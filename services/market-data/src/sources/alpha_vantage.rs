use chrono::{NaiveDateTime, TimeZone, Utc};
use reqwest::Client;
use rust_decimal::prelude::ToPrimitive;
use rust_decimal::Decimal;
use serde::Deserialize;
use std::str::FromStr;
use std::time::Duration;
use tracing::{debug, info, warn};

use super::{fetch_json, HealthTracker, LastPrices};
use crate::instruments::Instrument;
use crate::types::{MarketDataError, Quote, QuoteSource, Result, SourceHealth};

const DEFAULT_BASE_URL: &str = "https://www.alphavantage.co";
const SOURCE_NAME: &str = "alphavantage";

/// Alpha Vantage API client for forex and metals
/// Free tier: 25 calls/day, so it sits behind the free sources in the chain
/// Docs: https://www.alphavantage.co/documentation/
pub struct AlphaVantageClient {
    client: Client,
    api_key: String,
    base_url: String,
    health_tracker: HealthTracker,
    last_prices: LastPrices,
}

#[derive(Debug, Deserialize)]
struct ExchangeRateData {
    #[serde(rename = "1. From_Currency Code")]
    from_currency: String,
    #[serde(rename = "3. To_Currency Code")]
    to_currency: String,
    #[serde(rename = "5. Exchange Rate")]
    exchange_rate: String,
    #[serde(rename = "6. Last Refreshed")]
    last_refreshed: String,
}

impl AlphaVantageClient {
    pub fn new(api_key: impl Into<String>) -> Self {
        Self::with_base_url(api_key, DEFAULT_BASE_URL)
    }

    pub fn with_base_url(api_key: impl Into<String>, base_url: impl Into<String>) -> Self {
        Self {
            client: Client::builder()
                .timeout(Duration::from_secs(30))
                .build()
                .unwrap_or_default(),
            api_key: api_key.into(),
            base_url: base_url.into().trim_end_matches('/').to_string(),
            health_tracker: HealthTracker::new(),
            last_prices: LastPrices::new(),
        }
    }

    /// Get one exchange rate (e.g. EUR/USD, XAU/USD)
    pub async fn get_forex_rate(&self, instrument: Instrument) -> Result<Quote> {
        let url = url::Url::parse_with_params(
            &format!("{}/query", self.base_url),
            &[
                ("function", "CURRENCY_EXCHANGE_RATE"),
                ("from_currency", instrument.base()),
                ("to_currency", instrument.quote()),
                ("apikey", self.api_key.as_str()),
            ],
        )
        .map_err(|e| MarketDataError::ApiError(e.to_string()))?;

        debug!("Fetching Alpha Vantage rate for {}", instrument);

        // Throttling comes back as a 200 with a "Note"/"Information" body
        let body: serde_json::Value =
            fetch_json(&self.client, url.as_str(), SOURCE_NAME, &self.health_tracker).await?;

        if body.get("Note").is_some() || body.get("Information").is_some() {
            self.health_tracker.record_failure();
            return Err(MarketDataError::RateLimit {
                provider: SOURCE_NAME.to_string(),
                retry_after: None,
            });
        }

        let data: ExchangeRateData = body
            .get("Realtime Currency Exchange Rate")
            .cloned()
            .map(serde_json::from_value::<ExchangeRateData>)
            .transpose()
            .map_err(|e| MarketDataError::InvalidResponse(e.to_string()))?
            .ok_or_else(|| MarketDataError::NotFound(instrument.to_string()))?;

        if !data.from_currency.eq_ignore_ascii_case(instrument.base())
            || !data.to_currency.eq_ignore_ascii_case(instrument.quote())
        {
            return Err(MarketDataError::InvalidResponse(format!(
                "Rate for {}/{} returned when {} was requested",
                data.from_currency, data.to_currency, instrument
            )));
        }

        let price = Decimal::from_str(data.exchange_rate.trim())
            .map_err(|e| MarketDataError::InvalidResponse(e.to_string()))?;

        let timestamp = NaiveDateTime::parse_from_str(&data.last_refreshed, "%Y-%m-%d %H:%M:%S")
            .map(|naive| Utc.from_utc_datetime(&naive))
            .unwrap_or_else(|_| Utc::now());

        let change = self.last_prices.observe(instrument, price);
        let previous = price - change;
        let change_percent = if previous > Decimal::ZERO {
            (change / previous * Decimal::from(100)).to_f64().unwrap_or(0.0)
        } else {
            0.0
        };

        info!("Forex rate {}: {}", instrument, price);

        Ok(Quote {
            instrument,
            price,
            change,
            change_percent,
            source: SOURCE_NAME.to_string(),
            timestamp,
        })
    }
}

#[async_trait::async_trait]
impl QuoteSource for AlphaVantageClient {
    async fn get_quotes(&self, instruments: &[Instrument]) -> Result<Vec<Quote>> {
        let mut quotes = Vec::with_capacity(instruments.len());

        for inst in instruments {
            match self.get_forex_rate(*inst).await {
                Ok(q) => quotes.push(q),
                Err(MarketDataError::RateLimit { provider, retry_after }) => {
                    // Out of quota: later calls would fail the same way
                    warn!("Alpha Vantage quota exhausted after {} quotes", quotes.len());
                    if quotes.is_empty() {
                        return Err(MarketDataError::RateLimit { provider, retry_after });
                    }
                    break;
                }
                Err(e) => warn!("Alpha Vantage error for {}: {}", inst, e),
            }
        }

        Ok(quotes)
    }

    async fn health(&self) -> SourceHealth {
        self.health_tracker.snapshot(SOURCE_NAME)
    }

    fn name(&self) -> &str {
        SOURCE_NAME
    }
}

--------------------------------

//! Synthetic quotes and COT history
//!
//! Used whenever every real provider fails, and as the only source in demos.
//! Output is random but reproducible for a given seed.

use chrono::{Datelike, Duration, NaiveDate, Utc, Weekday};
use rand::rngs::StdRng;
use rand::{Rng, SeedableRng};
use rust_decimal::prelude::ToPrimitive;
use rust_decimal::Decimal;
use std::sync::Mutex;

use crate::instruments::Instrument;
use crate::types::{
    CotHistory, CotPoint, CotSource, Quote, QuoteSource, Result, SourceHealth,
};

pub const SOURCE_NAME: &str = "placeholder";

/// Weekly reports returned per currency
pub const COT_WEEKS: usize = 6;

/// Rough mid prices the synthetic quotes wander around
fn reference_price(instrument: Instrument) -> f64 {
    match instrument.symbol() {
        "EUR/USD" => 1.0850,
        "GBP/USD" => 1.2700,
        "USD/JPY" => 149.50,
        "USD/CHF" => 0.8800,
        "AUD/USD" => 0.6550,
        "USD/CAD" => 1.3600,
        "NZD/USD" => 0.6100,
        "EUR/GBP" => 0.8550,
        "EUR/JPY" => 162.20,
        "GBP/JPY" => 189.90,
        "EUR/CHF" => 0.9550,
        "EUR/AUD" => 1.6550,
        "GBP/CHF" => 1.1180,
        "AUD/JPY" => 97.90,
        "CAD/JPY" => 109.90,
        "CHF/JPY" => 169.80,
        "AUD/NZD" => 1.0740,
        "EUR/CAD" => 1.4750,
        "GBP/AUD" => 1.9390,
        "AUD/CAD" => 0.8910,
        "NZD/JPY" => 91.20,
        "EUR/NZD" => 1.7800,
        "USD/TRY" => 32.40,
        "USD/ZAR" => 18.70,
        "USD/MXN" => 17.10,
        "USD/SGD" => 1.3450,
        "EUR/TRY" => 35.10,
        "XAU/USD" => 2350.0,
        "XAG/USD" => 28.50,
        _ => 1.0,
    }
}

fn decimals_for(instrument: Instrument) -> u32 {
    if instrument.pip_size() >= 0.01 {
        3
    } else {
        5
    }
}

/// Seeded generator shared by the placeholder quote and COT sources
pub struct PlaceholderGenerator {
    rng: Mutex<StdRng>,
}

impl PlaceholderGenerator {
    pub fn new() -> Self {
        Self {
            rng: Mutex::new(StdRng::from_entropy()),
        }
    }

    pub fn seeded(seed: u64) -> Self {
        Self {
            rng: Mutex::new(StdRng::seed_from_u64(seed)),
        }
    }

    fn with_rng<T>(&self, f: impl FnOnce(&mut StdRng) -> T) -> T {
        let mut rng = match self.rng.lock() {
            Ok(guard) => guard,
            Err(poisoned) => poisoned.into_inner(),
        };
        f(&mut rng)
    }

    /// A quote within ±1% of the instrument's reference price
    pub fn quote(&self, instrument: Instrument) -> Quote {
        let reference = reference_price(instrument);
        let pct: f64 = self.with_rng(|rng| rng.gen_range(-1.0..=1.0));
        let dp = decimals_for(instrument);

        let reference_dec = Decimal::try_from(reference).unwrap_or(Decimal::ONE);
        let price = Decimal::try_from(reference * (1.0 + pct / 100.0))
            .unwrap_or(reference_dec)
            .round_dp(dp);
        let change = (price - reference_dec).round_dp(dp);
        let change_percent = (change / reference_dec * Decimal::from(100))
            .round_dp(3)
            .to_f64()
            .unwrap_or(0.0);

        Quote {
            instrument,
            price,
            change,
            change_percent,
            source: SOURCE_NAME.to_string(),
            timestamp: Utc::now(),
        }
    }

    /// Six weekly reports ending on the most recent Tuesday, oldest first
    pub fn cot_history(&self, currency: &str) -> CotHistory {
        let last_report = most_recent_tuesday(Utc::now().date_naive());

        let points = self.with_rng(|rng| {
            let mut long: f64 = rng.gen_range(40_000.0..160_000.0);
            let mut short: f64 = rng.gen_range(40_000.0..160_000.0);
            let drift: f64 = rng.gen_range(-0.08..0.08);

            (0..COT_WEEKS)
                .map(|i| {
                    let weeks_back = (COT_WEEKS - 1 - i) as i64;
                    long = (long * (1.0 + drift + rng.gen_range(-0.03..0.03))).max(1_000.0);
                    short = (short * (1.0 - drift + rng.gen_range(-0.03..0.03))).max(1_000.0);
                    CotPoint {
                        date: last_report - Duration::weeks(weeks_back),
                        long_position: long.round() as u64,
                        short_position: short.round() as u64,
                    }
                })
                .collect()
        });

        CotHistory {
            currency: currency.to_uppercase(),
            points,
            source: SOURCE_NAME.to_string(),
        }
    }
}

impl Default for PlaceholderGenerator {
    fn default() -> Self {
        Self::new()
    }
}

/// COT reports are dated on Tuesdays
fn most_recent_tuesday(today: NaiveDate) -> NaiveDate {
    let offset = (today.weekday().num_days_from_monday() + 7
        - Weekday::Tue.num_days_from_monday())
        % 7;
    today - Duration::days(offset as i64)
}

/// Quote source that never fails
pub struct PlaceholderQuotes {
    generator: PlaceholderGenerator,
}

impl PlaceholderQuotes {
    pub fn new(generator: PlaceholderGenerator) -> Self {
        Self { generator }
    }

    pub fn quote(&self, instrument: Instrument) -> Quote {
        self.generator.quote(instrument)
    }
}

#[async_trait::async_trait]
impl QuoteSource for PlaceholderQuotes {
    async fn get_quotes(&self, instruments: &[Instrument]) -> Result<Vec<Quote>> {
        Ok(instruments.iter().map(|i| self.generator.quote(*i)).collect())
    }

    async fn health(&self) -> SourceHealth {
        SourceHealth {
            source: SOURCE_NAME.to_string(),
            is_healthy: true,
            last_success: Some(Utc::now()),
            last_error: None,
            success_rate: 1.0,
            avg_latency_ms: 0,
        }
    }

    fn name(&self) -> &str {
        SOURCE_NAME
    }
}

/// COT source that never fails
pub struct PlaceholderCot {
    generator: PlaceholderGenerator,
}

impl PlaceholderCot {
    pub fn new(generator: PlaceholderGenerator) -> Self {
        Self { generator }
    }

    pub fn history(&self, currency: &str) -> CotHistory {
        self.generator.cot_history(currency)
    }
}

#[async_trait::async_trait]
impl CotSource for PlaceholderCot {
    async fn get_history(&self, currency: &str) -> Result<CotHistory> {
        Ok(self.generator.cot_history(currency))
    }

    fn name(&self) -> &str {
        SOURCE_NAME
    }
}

--------------------------------

From the records above, copy only the lines starting with the line that holds "dated on Tuesdays" and going on through the line that holds "pub struct PlaceholderQuotes", exactly as written.

■ **Result below**:
/// COT reports are dated on Tuesdays
fn most_recent_tuesday(today: NaiveDate) -> NaiveDate {
    let offset = (today.weekday().num_days_from_monday() + 7
        - Weekday::Tue.num_days_from_monday())
        % 7;
    today - Duration::days(offset as i64)
}

/// Quote source that never fails
pub struct PlaceholderQuotes {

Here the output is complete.